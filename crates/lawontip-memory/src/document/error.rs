use std::path::PathBuf;

/// Why a single file could not be ingested.
#[derive(Debug, thiserror::Error)]
pub enum DocumentError {
    #[error("I/O error: {0}")]
    Io(#[from] std::io::Error),

    #[error("no loader for {0}")]
    UnsupportedFormat(String),

    #[error("file is {size} bytes, limit is {limit}")]
    FileTooLarge { size: u64, limit: u64 },

    #[error("{} is not valid UTF-8", .0.display())]
    Encoding(PathBuf),

    #[error("PDF extraction failed: {0}")]
    Pdf(String),

    #[error("embedding failed: {0}")]
    Embedding(#[from] lawontip_llm::LlmError),

    #[error("index write failed: {0}")]
    Storage(#[from] crate::vector_store::VectorStoreError),
}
- - -
### Work instructions
For the lines from the one containing "u64, limit: u64" through the end of the listing above, output each exactly and leave out the rest.

### Your solution
    FileTooLarge { size: u64, limit: u64 },

    #[error("{} is not valid UTF-8", .0.display())]
    Encoding(PathBuf),

    #[error("PDF extraction failed: {0}")]
    Pdf(String),

    #[error("embedding failed: {0}")]
    Embedding(#[from] lawontip_llm::LlmError),

    #[error("index write failed: {0}")]
    Storage(#[from] crate::vector_store::VectorStoreError),
}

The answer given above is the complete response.